Both IGF1 and IGF2 are present in the circulation and can be readily detected in plasma. As might be predicted from the pattern of synthesis, circulating IGF1 levels rise during juvenile life and then decline after puberty, while circulating IGF2 levels are highest in the fetal circulation . Circulating IGFs are mostly associated with 6 specifically designed binding proteins (IGFBPs) which exhibit tissue- and stage-specific expression. In vitro, all IGFBPs inhibit the biological activity of IGFs, suggesting that part of their function may be to restrict the availability of biologically active IGFs .
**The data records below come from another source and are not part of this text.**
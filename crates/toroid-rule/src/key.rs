//! The 7-bit rule key.

use std::fmt;

/// Address of one rule-table entry: `central<<6 | xpair<<4 | ypair<<2 | zpair`.
#[derive(Clone, Copy, Debug, PartialEq, Eq, Hash, PartialOrd, Ord)]
pub struct RuleKey(u8);

impl RuleKey {
    /// Number of distinct keys.
    pub const COUNT: usize = 128;

    /// Build a key from the central state and three pair codes.
    ///
    /// Each pair code must be in `0..4`.
    #[inline]
    pub fn new(central: bool, x_pair: u8, y_pair: u8, z_pair: u8) -> Self {
        debug_assert!(
            x_pair < 4 && y_pair < 4 && z_pair < 4,
            "pair codes must be 2-bit: ({x_pair}, {y_pair}, {z_pair})"
        );
        Self(((central as u8) << 6) | (x_pair << 4) | (y_pair << 2) | z_pair)
    }

    /// Key with the given numeric value, or `None` if it is not below 128.
    pub fn from_index(index: u8) -> Option<Self> {
        (usize::from(index) < Self::COUNT).then_some(Self(index))
    }

    /// Numeric value of the key.
    #[inline]
    pub fn index(self) -> usize {
        usize::from(self.0)
    }

    /// State of the central cell.
    pub fn central(self) -> bool {
        (self.0 >> 6) & 1 == 1
    }

    /// X pair code.
    pub fn x_pair(self) -> u8 {
        (self.0 >> 4) & 0b11
    }

    /// Y pair code.
    pub fn y_pair(self) -> u8 {
        (self.0 >> 2) & 0b11
    }

    /// Z pair code.
    pub fn z_pair(self) -> u8 {
        self.0 & 0b11
    }

    /// Every key in ascending order.
    pub fn all() -> impl Iterator<Item = RuleKey> {
        (0..Self::COUNT as u8).map(Self)
    }
}

impl fmt::Display for RuleKey {
    fn fmt(&self, f: &mut fmt::Formatter<'_>) -> fmt::Result {
        write!(
            f,
            "{}:{:02b}{:02b}{:02b}",
            self.central() as u8,
            self.x_pair(),
            self.y_pair(),
            self.z_pair()
        )
    }
}
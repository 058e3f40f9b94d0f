//! Reference elementary cellular automaton.
//!
//! A deliberately naive 1D implementation over a `Vec<bool>` ring, written
//! straight from Wolfram's numbering and sharing no code with the engine.

/// Ring of cells evolving under one Wolfram rule.
#[derive(Clone, Debug, PartialEq, Eq)]
pub struct ReferenceEca {
    rule: u8,
    cells: Vec<bool>,
}

impl ReferenceEca {
    /// All-dead ring of `width` cells.
    pub fn new(width: usize, rule: u8) -> Self {
        assert!(width > 0, "width must be positive");
        Self {
            rule,
            cells: vec![false; width],
        }
    }

    /// Ring with only cell `width / 2` alive.
    pub fn centered(width: usize, rule: u8) -> Self {
        let mut eca = Self::new(width, rule);
        eca.set(width / 2, true);
        eca
    }

    /// Set cell `i`. Panics if `i` is outside the ring.
    pub fn set(&mut self, i: usize, alive: bool) {
        self.cells[i] = alive;
    }

    /// Advance one generation with wraparound at both ends.
    pub fn step(&mut self) {
        let n = self.cells.len();
        let next = (0..n)
            .map(|i| {
                let left = self.cells[(i + n - 1) % n] as u8;
                let center = self.cells[i] as u8;
                let right = self.cells[(i + 1) % n] as u8;
                let pattern = left * 4 + center * 2 + right;
                self.rule & (1 << pattern) != 0
            })
            .collect();
        self.cells = next;
    }

    /// Current cell states, left to right.
    pub fn cells(&self) -> &[bool] {
        &self.cells
    }
}
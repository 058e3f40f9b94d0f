//! Bounded multi-step runs of a single session.

use std::time::Instant;

use toroid_core::{SessionError, SessionId};
use toroid_lattice::Lattice;
use toroid_rule::RuleTable;

use crate::config::RunConfig;
use crate::entropy::EntropyTracker;
use crate::hash::lattice_fingerprint;
use crate::metrics::{duration_us, RunMetrics};
use crate::store::SessionStore;

/// Result of one [`SimulationRunner::run`].
#[derive(Clone, Debug, PartialEq, Eq)]
pub struct RunOutcome {
    /// The session's lattice before the first step.
    pub start: Lattice,
    /// The session's lattice after the last completed step.
    pub end: Lattice,
    /// Number of steps actually applied.
    pub steps_completed: u64,
    /// Whether `end` differs from `start`.
    pub changed: bool,
    /// Whether the run stopped because the timeout elapsed.
    pub timed_out: bool,
    /// Timing collected during the run.
    pub metrics: RunMetrics,
}

/// Drives repeated advances of one session under a wall-clock budget.
///
/// The timeout is checked before each step. A step that has started always
/// completes, and running out of time is reported in
/// [`RunOutcome::timed_out`] rather than as an error.
#[derive(Clone, Copy, Debug)]
pub struct SimulationRunner<'a> {
    store: &'a SessionStore,
}

impl<'a> SimulationRunner<'a> {
    /// A runner over `store`'s sessions.
    pub fn new(store: &'a SessionStore) -> Self {
        Self { store }
    }

    /// Advance session `id` up to `config.num_steps` times.
    pub fn run(
        &self,
        id: SessionId,
        rule: &RuleTable,
        config: &RunConfig,
    ) -> Result<RunOutcome, SessionError> {
        self.drive(id, rule, config, None)
    }

    /// Like [`run`](Self::run), also recording the start lattice and every
    /// produced lattice in `tracker`.
    pub fn run_tracked(
        &self,
        id: SessionId,
        rule: &RuleTable,
        config: &RunConfig,
        tracker: &mut EntropyTracker,
    ) -> Result<RunOutcome, SessionError> {
        self.drive(id, rule, config, Some(tracker))
    }

    fn drive(
        &self,
        id: SessionId,
        rule: &RuleTable,
        config: &RunConfig,
        mut tracker: Option<&mut EntropyTracker>,
    ) -> Result<RunOutcome, SessionError> {
        let started = Instant::now();
        let start = self.store.get(id)?;
        if let Some(t) = tracker.as_deref_mut() {
            t.observe(&start);
        }

        let mut metrics = RunMetrics::default();
        let mut end = start.clone();
        let mut steps_completed = 0;
        let mut timed_out = false;

        while steps_completed < config.num_steps {
            if started.elapsed() >= config.timeout {
                timed_out = true;
                tracing::debug!(
                    "session {} timed out after {} of {} steps",
                    id,
                    steps_completed,
                    config.num_steps
                );
                break;
            }
            let step_started = Instant::now();
            let advanced = self.store.advance(id, rule)?;
            metrics.record_step(step_started.elapsed());
            if let Some(t) = tracker.as_deref_mut() {
                t.observe(&advanced.lattice);
            }
            end = advanced.lattice;
            steps_completed += 1;
        }

        metrics.total_us = duration_us(started.elapsed());
        let changed = end != start;
        tracing::info!(
            "run of session {} finished: {} steps, changed={}, timed_out={}, fingerprint={:016x}",
            id,
            steps_completed,
            changed,
            timed_out,
            lattice_fingerprint(&end)
        );
        Ok(RunOutcome {
            start,
            end,
            steps_completed,
            changed,
            timed_out,
            metrics,
        })
    }
}
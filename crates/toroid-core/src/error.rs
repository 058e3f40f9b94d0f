//! Error types shared across the toroid workspace.
//!
//! Every recoverable failure is reported as one of these values and never
//! corrupts existing session state. Contract violations (out-of-range
//! coordinates, stepping with a rule built for the wrong neighbor mode)
//! are programming errors and are not represented here.

use std::error::Error;
use std::fmt;

use crate::dims::Dims;
use crate::id::SessionId;
use crate::mode::NeighborMode;

/// Errors from session creation and lookup.
#[derive(Clone, Debug, PartialEq, Eq)]
pub enum SessionError {
    /// The requested dimensions were rejected before anything was allocated.
    InvalidDimensions {
        /// The offending dimensions.
        dims: Dims,
        /// The neighbor mode the dimensions were validated against, if the
        /// rejection was mode-specific.
        mode: Option<NeighborMode>,
        /// Human-readable description of the violated constraint.
        reason: String,
    },
    /// No live session has this ID.
    UnknownSession {
        /// The requested ID.
        id: SessionId,
    },
}

impl fmt::Display for SessionError {
    fn fmt(&self, f: &mut fmt::Formatter<'_>) -> fmt::Result {
        match self {
            Self::InvalidDimensions { dims, mode, reason } => {
                write!(f, "invalid dimensions {dims}")?;
                if let Some(mode) = mode {
                    write!(f, " for {mode} mode")?;
                }
                write!(f, ": {reason}")
            }
            Self::UnknownSession { id } => write!(f, "unknown session {id}"),
        }
    }
}

impl Error for SessionError {}

/// Errors from decoding a rule table.
#[derive(Clone, Copy, Debug, PartialEq, Eq)]
pub enum RuleError {
    /// The byte encoding was not exactly 16 bytes long.
    MalformedEncoding {
        /// Length of the rejected input.
        len: usize,
    },
}

impl fmt::Display for RuleError {
    fn fmt(&self, f: &mut fmt::Formatter<'_>) -> fmt::Result {
        match self {
            Self::MalformedEncoding { len } => {
                write!(f, "rule encoding must be exactly 16 bytes, got {len}")
            }
        }
    }
}

impl Error for RuleError {}
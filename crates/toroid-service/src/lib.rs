//! Request/response surface for the toroid cellular-automaton engine.
//!
//! [`ToroidService`] exposes the four remote operations (initialize a
//! lattice, step it forward, build a rule from an elementary rule number,
//! run a bounded simulation) over plain message structs. Every operation
//! returns `Result<_, ServiceError>`; [`Reply`] flattens that into the
//! status/message/body shape a transport layer serializes.

#![deny(missing_docs)]
#![deny(rustdoc::broken_intra_doc_links)]
#![forbid(unsafe_code)]

pub mod config;
pub mod error;
pub mod messages;
pub mod reply;
pub mod service;
pub mod status;

pub use config::ServiceConfig;
pub use error::ServiceError;
pub use messages::{
    EcaRule, InitializeLattice, LatticeInitialized, RunSimulation, SimulationResult, StepForward,
    Stepped,
};
pub use reply::Reply;
pub use service::ToroidService;
pub use status::ServiceStatus;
Altogether, these findings weave an intricate pattern of biological activity which this article aims to summarize. The IGF2 protein, its receptors and binding proteins will be elaborated on, and an attempt will be made to establish whether or not IGF2 itself or its interacting proteins may have any associations with key diseases.
In mice, the IGF2 gene resides on chromosome 7 and contains 6 exons; the coding region is confined to only 3 exons (fig. 1). The IGF2 gene comprises many alternatively spliced transcripts from different promoters. In the mouse, the expression of the different mouse IGF2 transcripts is dependent on promoter usage, with P0-derived transcripts only expressed in the labyrinthine layer of the mouse placenta, whereas transcripts from P1-P3 are found throughout the developing embryo and placenta .
The human IGF2 gene is located on chromosome 11p15.5 and stretches over approximately 30 kb of DNA. There are 4 promoters and 10 exons (fig. 1), giving rise to different transcripts depending on which promoter the transcript stems from .
Although the human IGF2 gene contains 10 exons, only the last 3 contain coding sequences. The IGF2 gene is active in nearly all human embryonic, extraembryonic and fetal tissues. The quantity of the transcripts differs between organs, but in all cases the transcription is driven from promoters P2-P4, with P4 being predominantly active. The transcription of the IGF2 gene declines rapidly after birth in most tissues. In rodents, in most tissues where IGF2 is expressed at high levels throughout embryogenesis and fetal development, all 3 promoters are downregulated after birth, and the transcriptional activity continues only in exchange tissues surrounding the central nervous system .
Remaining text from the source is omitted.